Disclaimer: This site aggregates publicly available data from official government sources (FDA, ClinicalTrials.gov, PubMed, SEC EDGAR, NMPA) for general reference only. It does NOT constitute medical advice, diagnosis, treatment recommendations, or investment advice.

FDA 510(k)

CURA 16; ScintCare CT16

K-Number: K173076 · 2018-10-04

ApplicantFmi Medical Systems, Inc.
Decision Date2018-10-04
Product CodeJAK
Advisory CommitteeRA
DecisionSubstantially Equivalent

Device Summary

CURA 16; ScintCare CT16 is a medical device manufactured by Fmi Medical Systems, Inc.. It received FDA 510(k) clearance on 2018-10-04 under approval number K173076. The device is classified under product code JAK. It was reviewed by the RA advisory panel. FDA Decision: Substantially Equivalent.

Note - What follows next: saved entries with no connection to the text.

//! Server API tests

use super::*;
use axum::{
    body::Body,
    http::{Request, StatusCode},
};
use http_body_util::BodyExt;
use tower::ServiceExt;

use spur_core::{
    CategoryEncoder, FailingRegressor, FixedRegressor, PolicyTables, Predictor, RewardEngine,
};

fn fallback_app() -> Router {
    let engine = RewardEngine::fallback_only(PolicyTables::embedded().unwrap());
    create_router(engine, ServerConfig::default())
}

fn app_with_regressor(regressor: Box<dyn spur_core::Regressor>) -> Router {
    let tables = PolicyTables::embedded().unwrap();
    let encoder = CategoryEncoder::new(tables.category_names());
    let engine = RewardEngine::new(Predictor::from_regressor(regressor), encoder, tables);
    create_router(engine, ServerConfig::default())
}

async fn get_body_json(response: axum::response::Response) -> serde_json::Value {
    let body = response.into_body();
    let bytes = body.collect().await.unwrap().to_bytes();
    serde_json::from_slice(&bytes).unwrap()
}

fn predict_request(body: &serde_json::Value) -> Request<Body> {
    Request::builder()
        .method("POST")
        .uri("/predict-coins")
        .header("content-type", "application/json")
        .body(Body::from(body.to_string()))
        .unwrap()
}

fn sample_body() -> serde_json::Value {
    serde_json::json!({
        "amount": 25.50,
        "category": "food",
        "timestamp": "2026-03-14T12:30:00Z",
        "spending_velocity": 2.0,
        "category_frequency": 0.3,
        "budget_ratio": 0.4
    })
}

// ========== Scoring API Tests ==========

#[tokio::test]
async fn test_predict_coins_fallback() {
    let app = fallback_app();

    let response = app.oneshot(predict_request(&sample_body())).await.unwrap();
    assert_eq!(response.status(), StatusCode::OK);

    let json = get_body_json(response).await;
    let coins = json["coins"].as_u64().unwrap();
    assert!((1..=50).contains(&coins));
    assert_eq!(json["confidence"], "medium");
    assert_eq!(json["factors"]["within_budget"], true);
    assert_eq!(json["breakdown"]["method"], "fallback");
}

#[tokio::test]
async fn test_predict_coins_model_path() {
    let app = app_with_regressor(Box::new(FixedRegressor(20.0)));

    let response = app.oneshot(predict_request(&sample_body())).await.unwrap();
    assert_eq!(response.status(), StatusCode::OK);

    let json = get_body_json(response).await;
    assert_eq!(json["breakdown"]["method"], "model");
    assert_eq!(json["breakdown"]["base_coins"], 20);
}

#[tokio::test]
async fn test_inference_failure_reports_fallback_method() {
    let app = app_with_regressor(Box::new(FailingRegressor));

    let response = app.oneshot(predict_request(&sample_body())).await.unwrap();
    assert_eq!(response.status(), StatusCode::OK);

    let json = get_body_json(response).await;
    assert_eq!(json["breakdown"]["method"], "fallback");
}

#[tokio::test]
async fn test_predict_coins_defaults_optional_fields() {
    let app = fallback_app();

    let body = serde_json::json!({
        "amount": 12.0,
        "category": "utilities",
        "timestamp": "2026-03-14T08:00:00Z"
    });

    let response = app.oneshot(predict_request(&body)).await.unwrap();
    assert_eq!(response.status(), StatusCode::OK);

    let json = get_body_json(response).await;
    // budget_ratio defaults to 0.5: within budget
    assert_eq!(json["factors"]["within_budget"], true);
}

#[tokio::test]
async fn test_predict_coins_unknown_category() {
    let app = fallback_app();

    let mut body = sample_body();
    body["category"] = serde_json::json!("cryptocurrency");

    let response = app.oneshot(predict_request(&body)).await.unwrap();
    assert_eq!(response.status(), StatusCode::OK);

    let json = get_body_json(response).await;
    assert_eq!(json["breakdown"]["base_coins"], 6);
}

#[tokio::test]
async fn test_predict_coins_missing_amount() {
    let app = fallback_app();

    let body = serde_json::json!({
        "category": "food",
        "timestamp": "2026-03-14T12:30:00Z"
    });

    let response = app.oneshot(predict_request(&body)).await.unwrap();
    assert_eq!(response.status(), StatusCode::BAD_REQUEST);

    let json = get_body_json(response).await;
    assert!(json.get("error").is_some());
}

#[tokio::test]
async fn test_predict_coins_negative_amount() {
    let app = fallback_app();

    let mut body = sample_body();
    body["amount"] = serde_json::json!(-10.0);

    let response = app.oneshot(predict_request(&body)).await.unwrap();
    assert_eq!(response.status(), StatusCode::BAD_REQUEST);

    let json = get_body_json(response).await;
    assert!(json["error"].as_str().unwrap().contains("amount"));
}

#[tokio::test]
async fn test_predict_coins_bad_timestamp() {
    let app = fallback_app();

    let mut body = sample_body();
    body["timestamp"] = serde_json::json!("yesterday at noon");

    let response = app.oneshot(predict_request(&body)).await.unwrap();
    assert_eq!(response.status(), StatusCode::BAD_REQUEST);
}

#[tokio::test]
async fn test_predict_coins_severe_overspend() {
    let app = fallback_app();

    let body = serde_json::json!({
        "amount": 500.0,
        "category": "entertainment",
        "timestamp": "2026-03-14T23:30:00Z",
        "budget_ratio": 1.5
    });

    let response = app.oneshot(predict_request(&body)).await.unwrap();
    let json = get_body_json(response).await;

    let coins = json["coins"].as_u64().unwrap();
    assert!(coins <= 2);
    assert_eq!(json["breakdown"]["spending_tag"], "severe_overspending");
}

// ========== Metadata API Tests ==========

#[tokio::test]
async fn test_health() {
    let app = fallback_app();

    let response = app
        .oneshot(
            Request::builder()
                .uri("/health")
                .body(Body::empty())
                .unwrap(),
        )
        .await
        .unwrap();

    assert_eq!(response.status(), StatusCode::OK);

    let json = get_body_json(response).await;
    assert_eq!(json["status"], "healthy");
    assert_eq!(json["model_loaded"], false);
    assert_eq!(json["policy_version"], 1);
}

#[tokio::test]
async fn test_health_reflects_loaded_model() {
    let app = app_with_regressor(Box::new(FixedRegressor(15.0)));

    let response = app
        .oneshot(
            Request::builder()
                .uri("/health")
                .body(Body::empty())
                .unwrap(),
        )
        .await
        .unwrap();

    let json = get_body_json(response).await;
    assert_eq!(json["model_loaded"], true);
}

#[tokio::test]
async fn test_categories() {
    let app = fallback_app();

    let response = app
        .oneshot(
            Request::builder()
                .uri("/categories")
                .body(Body::empty())
                .unwrap(),
        )
        .await
        .unwrap();

    assert_eq!(response.status(), StatusCode::OK);

    let json = get_body_json(response).await;
    let categories = json["categories"].as_array().unwrap();
    assert_eq!(categories.len(), 10);
    assert!(categories.contains(&serde_json::json!("food")));
    assert!(categories.contains(&serde_json::json!("entertainment")));
}

#[tokio::test]
async fn test_test_endpoint() {
    let app = fallback_app();

    let response = app
        .oneshot(
            Request::builder()
                .uri("/test")
                .body(Body::empty())
                .unwrap(),
        )
        .await
        .unwrap();

    assert_eq!(response.status(), StatusCode::OK);

    let json = get_body_json(response).await;
    assert_eq!(json["sample_input"]["category"], "food");
    let coins = json["prediction"]["coins"].as_u64().unwrap();
    assert!((1..=50).contains(&coins));
}

#[tokio::test]
async fn test_retrain_not_implemented() {
    let app = fallback_app();

    let response = app
        .oneshot(
            Request::builder()
                .method("POST")
                .uri("/retrain")
                .body(Body::empty())
                .unwrap(),
        )
        .await
        .unwrap();

    assert_eq!(response.status(), StatusCode::NOT_IMPLEMENTED);

    let json = get_body_json(response).await;
    assert!(json.get("error").is_some());
}
//! Single-event scoring command

use std::path::Path;

use anyhow::{Context, Result};

use spur_core::{ExpenseEvent, RewardEngine};

pub fn cmd_score(
    model_path: Option<&Path>,
    amount: f64,
    category: &str,
    timestamp: Option<&str>,
    velocity: f64,
    frequency: f64,
    budget_ratio: f64,
) -> Result<()> {
    let engine = RewardEngine::bootstrap(model_path)?;

    let event = ExpenseEvent {
        amount,
        category: category.to_string(),
        timestamp: timestamp
            .map(str::to_string)
            .unwrap_or_else(|| chrono::Utc::now().to_rfc3339()),
        spending_velocity: velocity,
        category_frequency: frequency,
        budget_ratio,
    };

    let result = engine
        .score(&event)
        .context("Failed to score expense event")?;

    println!("{}", serde_json::to_string_pretty(&result)?);
    Ok(())
}
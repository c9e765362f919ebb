use serde::{Deserialize, Serialize};

use super::entry::{Category, Entry};

/// Running totals for a scan.
///
/// Every update is a plain counter increment, so the final value depends only
/// on the set of entries seen and never on the order they arrived in.
#[derive(Debug, Clone, Copy, Default, PartialEq, Eq, Serialize, Deserialize)]
#[serde(rename_all = "camelCase")]
pub struct ScanStats {
    pub total_files: u64,
    pub total_folders: u64,
    /// Sum of file sizes in bytes; directories contribute nothing
    pub total_size: u64,
    pub document_count: u64,
    pub image_count: u64,
    pub video_count: u64,
    pub audio_count: u64,
    pub other_count: u64,
}

impl ScanStats {
    pub fn new() -> Self {
        Self::default()
    }

    /// Fold one entry into the totals
    pub fn record(&mut self, entry: &Entry) {
        if entry.is_directory {
            self.total_folders += 1;
            return;
        }

        self.total_files += 1;
        self.total_size += entry.size;
        match entry.category {
            Category::Document => self.document_count += 1,
            Category::Image => self.image_count += 1,
            Category::Video => self.video_count += 1,
            Category::Audio => self.audio_count += 1,
            // A non-directory never classifies as Folder; count it as Other
            // rather than lose it from the file total.
            Category::Other | Category::Folder => self.other_count += 1,
        }
    }

    /// Value-style form of [`ScanStats::record`]
    pub fn accumulate(mut self, entry: &Entry) -> Self {
        self.record(entry);
        self
    }

    /// Combine totals gathered independently, e.g. from two subtrees
    pub fn merge(&mut self, other: &ScanStats) {
        self.total_files += other.total_files;
        self.total_folders += other.total_folders;
        self.total_size += other.total_size;
        self.document_count += other.document_count;
        self.image_count += other.image_count;
        self.video_count += other.video_count;
        self.audio_count += other.audio_count;
        self.other_count += other.other_count;
    }

    /// Count for a single category; `Folder` reports the folder total
    pub fn count_for(&self, category: Category) -> u64 {
        match category {
            Category::Document => self.document_count,
            Category::Image => self.image_count,
            Category::Video => self.video_count,
            Category::Audio => self.audio_count,
            Category::Folder => self.total_folders,
            Category::Other => self.other_count,
        }
    }

    pub fn total_entries(&self) -> u64 {
        self.total_files + self.total_folders
    }

    /// `total_files` equals the sum of the per-category file counts
    pub fn is_consistent(&self) -> bool {
        self.total_files
            == self.document_count
                + self.image_count
                + self.video_count
                + self.audio_count
                + self.other_count
    }
}

impl<'a> Extend<&'a Entry> for ScanStats {
    fn extend<I: IntoIterator<Item = &'a Entry>>(&mut self, iter: I) {
        for entry in iter {
            self.record(entry);
        }
    }
}

impl<'a> FromIterator<&'a Entry> for ScanStats {
    fn from_iter<I: IntoIterator<Item = &'a Entry>>(iter: I) -> Self {
        let mut stats = ScanStats::new();
        stats.extend(iter);
        stats
    }
}

#[cfg(test)]
mod tests {
    use super::*;
    use chrono::{DateTime, Utc};
    use proptest::prelude::*;
    use std::path::PathBuf;

    fn file(name: &str, size: u64) -> Entry {
        Entry::new(
            PathBuf::from("/test").join(name),
            false,
            size,
            DateTime::<Utc>::UNIX_EPOCH,
            1,
        )
    }

    fn folder(name: &str) -> Entry {
        Entry::new(
            PathBuf::from("/test").join(name),
            true,
            0,
            DateTime::<Utc>::UNIX_EPOCH,
            1,
        )
    }

    #[test]
    fn test_record_file() {
        let mut stats = ScanStats::new();
        stats.record(&file("file.pdf", 1024));

        assert_eq!(stats.total_files, 1);
        assert_eq!(stats.total_folders, 0);
        assert_eq!(stats.total_size, 1024);
        assert_eq!(stats.document_count, 1);
    }

    #[test]
    fn test_record_folder() {
        let stats = ScanStats::new().accumulate(&folder("folder"));

        assert_eq!(stats.total_files, 0);
        assert_eq!(stats.total_folders, 1);
        assert_eq!(stats.total_size, 0);
        assert!(stats.is_consistent());
    }

    #[test]
    fn test_collect_from_entries() {
        let entries = vec![
            file("a.mp3", 10),
            file("b.mp4", 20),
            file("c.png", 30),
            file("d.bin", 40),
            folder("e"),
        ];
        let stats: ScanStats = entries.iter().collect();

        assert_eq!(stats.total_files, 4);
        assert_eq!(stats.total_folders, 1);
        assert_eq!(stats.total_size, 100);
        assert_eq!(stats.count_for(Category::Audio), 1);
        assert_eq!(stats.count_for(Category::Other), 1);
        assert_eq!(stats.count_for(Category::Folder), 1);
        assert!(stats.is_consistent());
    }

    fn arb_entry() -> impl Strategy<Value = Entry> {
        let names = prop::sample::select(vec![
            "a.txt", "b.JPG", "c.mov", "d.wav", "e.xyz", "f", "g.md",
        ]);
        (names, any::<bool>(), 0u64..1_000_000).prop_map(|(name, is_dir, size)| {
            if is_dir {
                folder(name)
            } else {
                file(name, size)
            }
        })
    }

    proptest! {
        #[test]
        fn order_does_not_change_totals(
            entries in prop::collection::vec(arb_entry(), 0..64),
            seed in any::<u64>(),
        ) {
            let forward: ScanStats = entries.iter().collect();

            let mut shuffled = entries.clone();
            // Deterministic rotation + reversal stands in for an arbitrary traversal order
            if !shuffled.is_empty() {
                let k = (seed as usize) % shuffled.len();
                shuffled.rotate_left(k);
            }
            shuffled.reverse();
            let reordered: ScanStats = shuffled.iter().collect();

            prop_assert_eq!(forward, reordered);
            prop_assert!(forward.is_consistent());
            prop_assert_eq!(
                forward.total_size,
                entries.iter().filter(|e| !e.is_directory).map(|e| e.size).sum::<u64>()
            );
        }

        #[test]
        fn merging_split_halves_matches_single_pass(
            entries in prop::collection::vec(arb_entry(), 0..64),
            split in any::<prop::sample::Index>(),
        ) {
            let at = if entries.is_empty() { 0 } else { split.index(entries.len() + 1) };
            let (left, right) = entries.split_at(at);

            let mut merged: ScanStats = right.iter().collect();
            merged.merge(&left.iter().collect());

            prop_assert_eq!(merged, entries.iter().collect::<ScanStats>());
        }
    }
}
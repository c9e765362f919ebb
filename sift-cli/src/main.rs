mod commands;
mod logging;
mod ui;

use clap::{ArgAction, Parser, Subcommand};
use color_eyre::Result;
use sift_core::SiftError;

use commands::{CopyArgs, DeleteArgs, Outcome, ReportArgs, ScanArgs};

/// SIFT - scan a folder, see what is in it, then trash or copy files in bulk
#[derive(Parser, Debug)]
#[command(name = "sift")]
#[command(about = "Scan a directory tree, classify its files, and trash or copy them in bulk")]
#[command(version)]
struct Args {
    /// More log output on stderr (-v debug, -vv trace)
    #[arg(short, long, action = ArgAction::Count, global = true)]
    verbose: u8,

    #[command(subcommand)]
    command: Command,
}

#[derive(Subcommand, Debug)]
enum Command {
    /// Recursively scan a directory
    Scan(ScanArgs),
    /// Move files or folders to the trash
    Delete(DeleteArgs),
    /// Copy files or folders into a target directory
    Copy(CopyArgs),
    /// Show the saved report for a previously scanned directory
    Report(ReportArgs),
}

impl Command {
    fn json(&self) -> bool {
        match self {
            Command::Scan(args) => args.json,
            Command::Delete(args) => args.json,
            Command::Copy(args) => args.json,
            Command::Report(args) => args.json,
        }
    }
}

fn main() -> Result<()> {
    color_eyre::install()?;

    let args = Args::parse();
    logging::init(args.verbose);

    let result = match &args.command {
        Command::Scan(scan) => commands::scan(scan),
        Command::Delete(delete) => commands::delete(delete),
        Command::Copy(copy) => commands::copy(copy),
        Command::Report(report) => commands::report(report),
    };

    let outcome = match result {
        Ok(outcome) => outcome,
        // JSON consumers get the error on stdout, in the same shape as the results
        Err(report) if args.command.json() => {
            let body = match report.downcast_ref::<SiftError>() {
                Some(err) => commands::error_json(err.code(), &err.to_string()),
                None => commands::error_json("INTERNAL", &format!("{report:#}")),
            };
            println!("{body}");
            std::process::exit(Outcome::Failed.exit_code());
        }
        Err(report) => return Err(report),
    };

    std::process::exit(outcome.exit_code());
}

Frequently Asked Questions

What is the CURA 16; ScintCare CT16?

CURA 16; ScintCare CT16 is a medical device that received FDA 510(k) clearance on 2018-10-04. It is manufactured by Fmi Medical Systems, Inc.. The 510(k) number is K173076.

When was CURA 16; ScintCare CT16 approved by the FDA?

CURA 16; ScintCare CT16 received FDA 510(k) clearance on 2018-10-04, under approval number K173076.

What company makes CURA 16; ScintCare CT16?

CURA 16; ScintCare CT16 is manufactured by Fmi Medical Systems, Inc..

What is the FDA product code for CURA 16; ScintCare CT16?

The FDA product code for CURA 16; ScintCare CT16 is JAK.

Other Devices by Fmi Medical Systems, Inc.

K192590CURA 778

Related Devices (Code: JAK)

K162302Somatom Confidence ® RT ProSiemens Medical Solutions USA, Inc. K163213Revolution CTGe Medical Systems, LLC K161157Vitrea CT Dual Energy Image ViewVital Images, Inc. K160723OnSight 3D Extremity SystemCarestream Health, Inc. K161196SOMATOM DriveSiemens Medical Solutions USA, Inc. K161748SUPRIA w/guideShot OptionHitachi Medical Systems America, Inc.

Official Source

View on FDA Database →

Data sourced from FDA Open API. For the most current and authoritative information, always refer to the official record.